Student icing an injury. Nyima Gyalmo/THE VARSITY

When it comes to sports and fitness, how you recover from a hard workout is as important as the workout itself. If proper care isn’t taken, you can actually do more harm than good to your body.

Traditionally, ice packs or ice baths have been considered the go-to method for post-workout recovery; temperatures below 15 degrees Celsius can reduce inflammation and swelling. Recently, however, the icing approach has been called into question. It is now being debated whether heating, instead of icing, makes for optimal recovery.

Numbing the pain

Cryotherapy, or cold therapy, has always been the favoured and recommended method for kick-starting the muscles’ process of recovery — and for good reason.

Icing has proven to numb local pain neurons so the sense of relief from aching muscles is instantaneous. Cold therapy also causes the temperature of the local muscle tissue to drop, reducing inflammation and swelling.

Inflammation is your body’s natural and automatic response to overworked and micro-injured areas, so reducing the amount of inflammation around these areas is an important part of post-workout recovery. Ice treatment also reduces and prevents more serious tissue injuries such as muscle strains and spasms. Heat, on the other hand, has adverse effects. When temperatures above 87 degrees Celsius are applied to inflamed and swollen areas — especially when applied incorrectly — it increases blood flow and the release of inflammatory responses, which could make the injury worse.

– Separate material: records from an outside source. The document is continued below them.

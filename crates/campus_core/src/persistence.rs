//! Persistence seam.
//!
//! A [`Persistence`] loads the registry at startup and saves it after
//! mutations. The local implementation keeps the JSON blob in a
//! [`LocalStore`]; the remote implementation lives in `campus_sync`.

use crate::blob;
use crate::error::{CoreError, CoreResult};
use crate::registry::Registry;
use campus_codec::TableName;
use campus_storage::LocalStore;
use tracing::{debug, info};

/// Outcome of a load.
///
/// Loads recover from bad data instead of failing: whatever could be
/// restored is restored, and the rest is reported here.
#[derive(Debug, Default)]
pub struct LoadReport {
    /// Tables whose collections were replaced, in load order.
    pub restored: Vec<TableName>,
    /// Problems recovered from.
    pub issues: Vec<CoreError>,
}

impl LoadReport {
    /// Returns true if the load hit no problems.
    #[must_use]
    pub fn is_clean(&self) -> bool {
        self.issues.is_empty()
    }
}

/// Where the registry is loaded from and saved to.
pub trait Persistence: Send {
    /// Short name for logs, e.g. `"local"`.
    fn name(&self) -> &str;

    /// Loads stored state into `registry`.
    ///
    /// # Errors
    ///
    /// Returns an error only when the backing store itself fails. Bad data
    /// is reported in the returned [`LoadReport`].
    fn load_into(&mut self, registry: &mut Registry) -> CoreResult<LoadReport>;

    /// Saves the whole registry.
    ///
    /// # Errors
    ///
    /// Returns an error if the state could not be written.
    fn save(&mut self, registry: &Registry) -> CoreResult<()>;
}

/// Keeps the registry as one JSON blob under a key of a [`LocalStore`].
pub struct LocalPersistence<S: LocalStore> {
    store: S,
    key: String,
}

impl<S: LocalStore> LocalPersistence<S> {
    /// Creates a local persistence over `store` using `key`.
    pub fn new(store: S, key: impl Into<String>) -> Self {
        Self {
            store,
            key: key.into(),
        }
    }

    /// Returns the blob key.
    #[must_use]
    pub fn key(&self) -> &str {
        &self.key
    }

    /// Returns the underlying store.
    pub fn store(&self) -> &S {
        &self.store
    }

    /// Consumes the persistence and returns the store.
    pub fn into_inner(self) -> S {
        self.store
    }
}

impl<S: LocalStore> Persistence for LocalPersistence<S> {
    fn name(&self) -> &str {
        "local"
    }

    /// Replaces the registry with the stored blob.
    ///
    /// A missing blob yields the empty registry.
    fn load_into(&mut self, registry: &mut Registry) -> CoreResult<LoadReport> {
        registry.clear();
        let Some(text) = self.store.get(&self.key)? else {
            debug!(key = %self.key, "no stored state");
            return Ok(LoadReport::default());
        };

        let decoded = blob::decode(&text);
        let mut report = LoadReport {
            restored: Vec::with_capacity(decoded.collections.len()),
            issues: decoded.issues,
        };
        for collection in decoded.collections {
            report.restored.push(collection.table());
            registry.restore(collection);
        }
        info!(
            key = %self.key,
            restored = report.restored.len(),
            issues = report.issues.len(),
            "loaded local state"
        );
        Ok(report)
    }

    fn save(&mut self, registry: &Registry) -> CoreResult<()> {
        let text = blob::encode(registry)?;
        self.store.put(&self.key, &text)?;
        self.store.flush()?;
        debug!(key = %self.key, bytes = text.len(), "saved local state");
        Ok(())
    }
}

#[cfg(test)]
mod tests {
    use super::*;
    use crate::sample::sample_registry;
    use campus_storage::InMemoryStore;

    #[test]
    fn missing_blob_loads_empty() {
        let mut persistence = LocalPersistence::new(InMemoryStore::new(), "uniManageData");
        let mut registry = sample_registry();
        let report = persistence.load_into(&mut registry).unwrap();
        assert!(registry.is_empty());
        assert!(report.is_clean());
        assert!(report.restored.is_empty());
    }

    #[test]
    fn save_then_load() {
        let mut persistence = LocalPersistence::new(InMemoryStore::new(), "uniManageData");
        let registry = sample_registry();
        persistence.save(&registry).unwrap();

        let mut loaded = Registry::new();
        let report = persistence.load_into(&mut loaded).unwrap();
        assert_eq!(loaded, registry);
        assert_eq!(report.restored, TableName::ALL);
    }

    #[test]
    fn garbage_blob_is_an_issue_not_an_error() {
        let store = InMemoryStore::with_value("uniManageData", "\u{0}garbage");
        let mut persistence = LocalPersistence::new(store, "uniManageData");
        let mut registry = Registry::new();
        let report = persistence.load_into(&mut registry).unwrap();
        assert!(registry.is_empty());
        assert_eq!(report.issues.len(), 1);
    }
}
//! List command implementation.

use super::open;
use crate::Format;
use campus_core::views::format_average;
use campus_core::{EntityKind, Registry};
use std::path::Path;

/// Prints the records of one kind, optionally filtered by name.
pub fn run(
    path: &Path,
    kind: EntityKind,
    search: Option<&str>,
    format: Format,
) -> Result<(), Box<dyn std::error::Error>> {
    let db = open(path)?;
    let registry = db.registry();
    let query = search.unwrap_or("");

    match format {
        Format::Json => println!("{}", to_json(registry, kind, query)?),
        Format::Text => print_text_output(registry, kind, query),
    }
    Ok(())
}

fn department_matches(name: &str, query: &str) -> bool {
    name.to_lowercase().contains(&query.to_lowercase())
}

fn to_json(registry: &Registry, kind: EntityKind, query: &str) -> serde_json::Result<String> {
    match kind {
        EntityKind::Student => serde_json::to_string_pretty(&registry.search_students(query)),
        EntityKind::Faculty => serde_json::to_string_pretty(&registry.search_faculty(query)),
        EntityKind::Course => serde_json::to_string_pretty(&registry.search_courses(query)),
        EntityKind::Department => {
            let departments: Vec<_> = registry
                .departments()
                .iter()
                .filter(|d| department_matches(&d.name, query))
                .collect();
            serde_json::to_string_pretty(&departments)
        }
    }
}

fn print_text_output(registry: &Registry, kind: EntityKind, query: &str) {
    match kind {
        EntityKind::Student => {
            for s in registry.search_students(query) {
                println!(
                    "{:<8} {:<24} {:>3} {:<8} {:<24} {} course(s), avg {}",
                    s.id,
                    s.name,
                    s.age,
                    s.gender,
                    s.department,
                    s.courses.len(),
                    format_average(s.average_score())
                );
            }
        }
        EntityKind::Faculty => {
            for f in registry.search_faculty(query) {
                println!(
                    "{:<8} {:<24} {:<24} {}",
                    f.id,
                    f.name,
                    f.department,
                    f.courses_taught.join(", ")
                );
            }
        }
        EntityKind::Course => {
            for c in registry.search_courses(query) {
                let faculty = c
                    .assigned_faculty
                    .as_deref()
                    .and_then(|id| registry.name_of(EntityKind::Faculty, id))
                    .unwrap_or("N/A");
                println!(
                    "{:<8} {:<32} {} cr  {:<24} {} student(s)",
                    c.id,
                    c.name,
                    c.credit_hours,
                    faculty,
                    c.enrolled_students.len()
                );
            }
        }
        EntityKind::Department => {
            for d in registry
                .departments()
                .iter()
                .filter(|d| department_matches(&d.name, query))
            {
                println!(
                    "{:<8} {:<28} {:<24} {}",
                    d.id,
                    d.name,
                    d.head_of_department,
                    d.courses.join(", ")
                );
            }
        }
    }
}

This settles the debate, right? Not quite. Although ice treatment has long been the favoured method for post-workout recovery, Some experts advocate using heat instead of cold to treat overworked muscles.

Bringing the heat

After exercise, muscles contract; during the healing process, they slowly relax and return back to their pre-workout state. Due to cold therapy’s numbing effects, using ice will disrupt and delay the muscle’s relaxation, postponing the healing process. Heat promotes this process and aids the muscle back to a relaxed state, thereby contributing to the relief of sore and overworked muscles. Because heat therapy increases blood flow, it also helps to remove by-products from the muscles created during exercise.

The final showdown

Considering the confusion surrounding the topic, there are surprisingly few studies on which method is best.

Cold therapy reduces the inflammation and swelling of sore and injured muscles directly after exercise, but applying ice for prolonged periods of time can actually do more harm than good to your muscles. Heat therapy, on the other hand, could potentially increase inflammation at sites of injury, but it also aids the muscle back to a relaxed state.

With that in mind, icing is the most beneficial when used immediately after a workout to reduce the amount of inflammation and swelling of overworked muscles. Former CIS champion and Varsity Blues track and field athlete Maggie Hanlon agrees and cites a dip in the ice-bath as her go-to recovery method post-workout; former Blues fastpitch player Elizabeth Benn agrees.

Steve Hays, a marathoner and track and cross-country coach for Whitman High School in Bethesda, Maryland, suggests a compromise. “Two cycles of 10 minutes of ice, alternated with two cycles of 10 minutes of heat.”

The ice and heat work together to reduce inflammation and to rid the muscles of by-products created during exercise. Often referred to as contrasting, icing then heating is a method Blues hockey captain Kristi Riseley uses. “I find a combo is best,” she says. “Like switching from hot to cold, back to hot, then cold and follow a pattern. This method gets the blood flowing as the muscles are contracting and relaxing, so it’s great for recovery and removing lactic acid.”

Based on the information we do have, using a combination of icing and heating at the right times is likely the best choice for optimal post-workout recovery.